MicroRNA-34a Sensitizes Lung Cancer Cell Lines to DDP Treatment Independent of p53 Status

Abstract

miR-34a was identified as one of the downregulated microRNAs (miRNAs) in human lung cancer. However, the precise biological role of miR-34a in p53 deficient lung cancer cell lines remains largely elusive. In the present study, we aimed to identify the role of miR-34a in the regulation of lung cancer cell proliferation. Using quantitative RT-PCR analysis, we found that miR-34a was highly upregulated in the p53 wild-type A549 human lung cancer cell line when treated with the DNA damaging agent adriamycin (ADR), but not in the SBC-5 cells harboring mutated p53. Transient introduction of miR-34a into A549 and SBC-5 cell lines caused complete suppression of cell proliferation and induced the cell cycle arrested at the G(1) phase.
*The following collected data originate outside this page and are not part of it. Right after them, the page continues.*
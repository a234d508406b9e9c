//! Use cases
//!
//! Application-level operations that orchestrate domain logic.

pub mod run_quiz_turn;
pub(crate) mod shared;
//! Tracing subscriber setup

use anyhow::{Context, Result};
use quiz_infrastructure::{FileLoggingConfig, LogMode};
use std::path::Path;
use tracing_appender::non_blocking::WorkerGuard;
use tracing_subscriber::{EnvFilter, Layer, Registry, layer::SubscriberExt, util::SubscriberInitExt};

type BoxedLayer = Box<dyn Layer<Registry> + Send + Sync>;

/// Install the global subscriber.
///
/// `-v` wins over the configured mode; `RUST_LOG` wins over both. The
/// returned guard must live until exit so the log file is flushed.
pub fn init(verbosity: Option<&str>, logging: &FileLoggingConfig) -> Result<Option<WorkerGuard>> {
    let level = verbosity.unwrap_or(logging.default_level());
    let filter = EnvFilter::try_from_default_env().unwrap_or_else(|_| EnvFilter::new(level));

    let mut layers: Vec<BoxedLayer> = Vec::new();
    layers.push(match logging.mode {
        LogMode::Development => tracing_subscriber::fmt::layer()
            .pretty()
            .with_target(false)
            .boxed(),
        LogMode::Production => tracing_subscriber::fmt::layer()
            .json()
            .with_current_span(false)
            .boxed(),
    });

    let guard = match &logging.file {
        Some(file) => {
            let (writer, guard) = file_writer(Path::new(file))?;
            layers.push(
                tracing_subscriber::fmt::layer()
                    .json()
                    .with_writer(writer)
                    .boxed(),
            );
            Some(guard)
        }
        None => None,
    };

    tracing_subscriber::registry()
        .with(layers)
        .with(filter)
        .try_init()
        .context("failed to install tracing subscriber")?;

    Ok(guard)
}

fn file_writer(path: &Path) -> Result<(tracing_appender::non_blocking::NonBlocking, WorkerGuard)> {
    let dir = path
        .parent()
        .filter(|p| !p.as_os_str().is_empty())
        .unwrap_or(Path::new("."));
    let name = path
        .file_name()
        .with_context(|| format!("log file path has no file name: {}", path.display()))?;
    std::fs::create_dir_all(dir)
        .with_context(|| format!("failed to create log directory {}", dir.display()))?;

    let appender = tracing_appender::rolling::never(dir, name);
    Ok(tracing_appender::non_blocking(appender))
}
//! Presentation layer for sorting-quiz
//!
//! This crate contains the HTTP API (axum router, handlers, error mapping)
//! and the command-line definition of the server binary.

pub mod cli;
pub mod http;

// Re-export commonly used types
pub use cli::commands::Cli;
pub use http::{ApiError, AppState, create_router};
//! Command-line interface definitions

pub mod commands;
When we knockdown the miR-34a downstream target--Sitr1--using the small-interfering RNA, there was also a cell growth inhibition in both cell lines though not as much as miR-34a did. Moreover, we demonstrated that pretransfection of miR-34a could increase the sensitivity of both lung cancer cell lines to cisplatin (DDP), and this could be reverted by the miR-34a inhibitor. Moreover, when cells pretreated with siR-Sirt1, they are more sensitive to DDP than the control pretreated cells as well. We thus hypothesize the miR-34a/Sirt1 cascade involved with p53-independent functions. Overall, in this study, we found the proliferation inhibition function of miR-34a in vitro in lung cancer cell lines is p53 independent, and also demonstrated the combination therapeutic potential of miR-34a and DDP in lung cancer cell lines.